Assessing the threat posed by USB devices

Sammanfattning: The introduction of the USB standard in 1996 made life easier for users, by removing the need for different hardware connectors and custom drivers, as well for manufacturers of computer peripherals, who no longer had to develop new drivers for each new peripheral. But, as is often the case with new technology, it did not take long for people to start using this ill purposes. Publicly available in 2010, the Rubber Ducky device introduced the concept of BadUSB, which is a device that looks like a specific kind of USB device but acts as another in order to enable hacking into an IT-system. From being an extremely expensive technique, mostly used by state actors, BadUSB devices can now be bought on the Internet, or manufactured at home, for a few dollars. This means that actors like criminal ransomware groups, activists or teenage hackers can, and will, use the technique.
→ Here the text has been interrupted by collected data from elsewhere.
use std::collections::HashSet;
use std::fs;
use std::path::Path;

use anyhow::{Context, Result};
use thiserror::Error;
use tracing::warn;

use super::graph::GraphNode;

#[derive(Debug, Error, PartialEq)]
pub enum SkillTableError {
    #[error("skill table contains no nodes")]
    Empty,
    #[error("skill node {0:?} has an empty name")]
    EmptyName(usize),
    #[error("skill node {name:?} has a non-finite position")]
    NonFinite { name: String },
}

pub fn parse_skill_table(raw: &str) -> Result<Vec<GraphNode>> {
    let nodes: Vec<GraphNode> =
        serde_json::from_str(raw).context("invalid JSON in skill table")?;
    validate_skill_table(&nodes)?;
    Ok(nodes)
}

pub fn load_skill_table(path: &Path) -> Result<Vec<GraphNode>> {
    let raw = fs::read_to_string(path)
        .with_context(|| format!("failed to read skill table {}", path.display()))?;
    parse_skill_table(&raw)
        .with_context(|| format!("failed to load skill table {}", path.display()))
}

pub fn validate_skill_table(nodes: &[GraphNode]) -> Result<(), SkillTableError> {
    if nodes.is_empty() {
        return Err(SkillTableError::Empty);
    }

    let mut seen = HashSet::with_capacity(nodes.len());
    for (index, node) in nodes.iter().enumerate() {
        if node.name.trim().is_empty() {
            return Err(SkillTableError::EmptyName(index));
        }
        if !node.x.is_finite() || !node.y.is_finite() {
            return Err(SkillTableError::NonFinite {
                name: node.name.clone(),
            });
        }
        if !(0.0..=100.0).contains(&node.x) || !(0.0..=100.0).contains(&node.y) {
            warn!(
                name = %node.name,
                x = node.x,
                y = node.y,
                "skill node lies outside the 0-100% canvas"
            );
        }
        if !seen.insert(node.name.as_str()) {
            warn!(name = %node.name, "skill node name is repeated");
        }
    }

    Ok(())
}
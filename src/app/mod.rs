use eframe::egui::{self, Color32, Context, Pos2, TouchId};
use tracing::error;

use crate::config::{ConfigError, ViewConfig};
use crate::input::{InputAdapter, InputEvent, SurfaceError, Viewport};
use crate::plexus::{Plexus, SceneCamera};
use crate::skills::{GraphThresholds, Pull, SkillGraph};
use crate::style::{FrameStyle, Theme};

mod graph;
mod render_utils;
mod scene;
mod ui;

use graph::interaction::collect_window_inputs;
use ui::FrameStats;

pub struct PlexusApp {
    state: AppState,
}

enum AppState {
    Ready(Box<ViewModel>),
    Halted(String),
}

struct ViewModel {
    plexus: Plexus,
    camera: SceneCamera,
    scene_input: InputAdapter,
    skills: SkillGraph,
    graph_input: InputAdapter,
    graph_layout: Vec<Pos2>,
    thresholds: GraphThresholds,
    pull: Pull,
    theme: Theme,
    accent: Color32,
    touches: Vec<(TouchId, Pos2)>,
    show_graph: bool,
    tilt_enabled: bool,
    tilt_gamma: f32,
    tilt_beta: f32,
    show_stats: bool,
    stats_show_fps: bool,
    stats_show_frame_time: bool,
    stats_show_links: bool,
    frame_stats: FrameStats,
    link_count: usize,
    highlighted_links: usize,
    focused_nodes: usize,
}

impl PlexusApp {
    pub fn new(cc: &eframe::CreationContext<'_>, config: ViewConfig, skills: SkillGraph) -> Self {
        Self {
            state: AppState::start(cc.gl.as_ref(), &config, skills),
        }
    }
}

impl AppState {
    fn start<G>(gl: Option<&G>, config: &ViewConfig, skills: SkillGraph) -> Self {
        if gl.is_none() {
            return Self::halt(SurfaceError::Unavailable(
                "no OpenGL context was created".to_owned(),
            ));
        }

        match ViewModel::new(config, skills) {
            Ok(model) => Self::Ready(Box::new(model)),
            Err(error) => Self::halt(error),
        }
    }

    fn halt(reason: impl std::fmt::Display) -> Self {
        error!(%reason, "rendering halted");
        Self::Halted(reason.to_string())
    }
}

impl eframe::App for PlexusApp {
    fn update(&mut self, ctx: &Context, _frame: &mut eframe::Frame) {
        match &mut self.state {
            AppState::Halted(reason) => {
                egui::CentralPanel::default().show(ctx, |ui| {
                    ui.heading("Rendering halted");
                    ui.add_space(6.0);
                    ui.label(reason.as_str());
                });
            }
            AppState::Ready(model) => {
                model.show(ctx);
                ctx.request_repaint();
            }
        }
    }
}

impl ViewModel {
    fn new(config: &ViewConfig, skills: SkillGraph) -> Result<Self, ConfigError> {
        let accent = config.style.accent_color()?;

        Ok(Self {
            plexus: Plexus::new(&config.plexus),
            camera: SceneCamera::new(&config.camera),
            scene_input: InputAdapter::new(Viewport::default()),
            skills,
            graph_input: InputAdapter::new(Viewport::default()),
            graph_layout: Vec::new(),
            thresholds: GraphThresholds::from(&config.graph),
            pull: Pull::from(&config.graph),
            theme: config.style.theme,
            accent,
            touches: Vec::new(),
            show_graph: true,
            tilt_enabled: false,
            tilt_gamma: 0.0,
            tilt_beta: 45.0,
            show_stats: true,
            stats_show_fps: true,
            stats_show_frame_time: true,
            stats_show_links: true,
            frame_stats: FrameStats::default(),
            link_count: 0,
            highlighted_links: 0,
            focused_nodes: 0,
        })
    }

    fn show(&mut self, ctx: &Context) {
        self.record_frame(ctx);

        let events = ctx.input(|input| input.events.clone());
        let window_inputs = collect_window_inputs(&events, &mut self.touches);

        let mut tilt = None;
        egui::TopBottomPanel::top("top_bar")
            .resizable(false)
            .show(ctx, |ui| tilt = self.draw_header(ui));

        if let Some(event) = tilt {
            self.scene_input.apply(event.clone());
            self.graph_input.apply(event);
        }

        let style = FrameStyle::new(self.theme, self.accent);

        if self.show_graph {
            egui::SidePanel::right("skill_graph")
                .resizable(true)
                .default_width(440.0)
                .show(ctx, |ui| self.draw_skill_graph(ui, &window_inputs, &style));
        } else {
            self.graph_input.apply(InputEvent::PointerLeave);
        }

        egui::CentralPanel::default()
            .frame(egui::Frame::NONE)
            .show(ctx, |ui| self.draw_scene(ui, &window_inputs, &style));
    }
}

#[cfg(test)]
mod tests {
    use crate::skills::default_skill_nodes;

    use super::*;

    fn skills() -> SkillGraph {
        SkillGraph::new(default_skill_nodes())
    }

    #[test]
    fn missing_gl_context_halts_before_any_frame() {
        let state = AppState::start(None::<&()>, &ViewConfig::default(), skills());

        let AppState::Halted(reason) = state else {
            panic!("expected the app to halt without a GL context");
        };
        assert!(reason.contains("render context unavailable"));
    }

    #[test]
    fn live_context_starts_a_fresh_plexus() {
        let state = AppState::start(Some(&()), &ViewConfig::default(), skills());

        let AppState::Ready(model) = state else {
            panic!("expected a ready view model");
        };
        assert_eq!(model.plexus.frame(), 0);
        assert!(model.plexus.edges().is_empty());
        assert_eq!(model.skills.len(), 15);
    }

    #[test]
    fn bad_accent_halts_instead_of_drawing() {
        let mut config = ViewConfig::default();
        config.style.accent = "teal".to_owned();

        let state = AppState::start(Some(&()), &config, skills());
        assert!(matches!(state, AppState::Halted(reason) if reason.contains("teal")));
    }
}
This thesis explores why systems are being hacked with BadUSB, and if this is a realistic cyber security threat to users and organisations. Since there are some commercially available BadUSB products on the market the ambition was to use them with a scientific approach, to see if the technique is a realistic IT-security threat. This was done through four experiments, using different devices, scenarios, and targeting different aspects of information security policies. The results shows that BadUSB is indeed a highly realistic threat, which is proved both by the experiments and known real-life incidents. Of note is that organisations do not even have to be high value targets, targets could just be selected by random. While the existence of BadUSB devices should be well known within the cyber security community, the findings of this thesis should be something that all organisations using portablemedia, such as USB flash drives, should be aware of.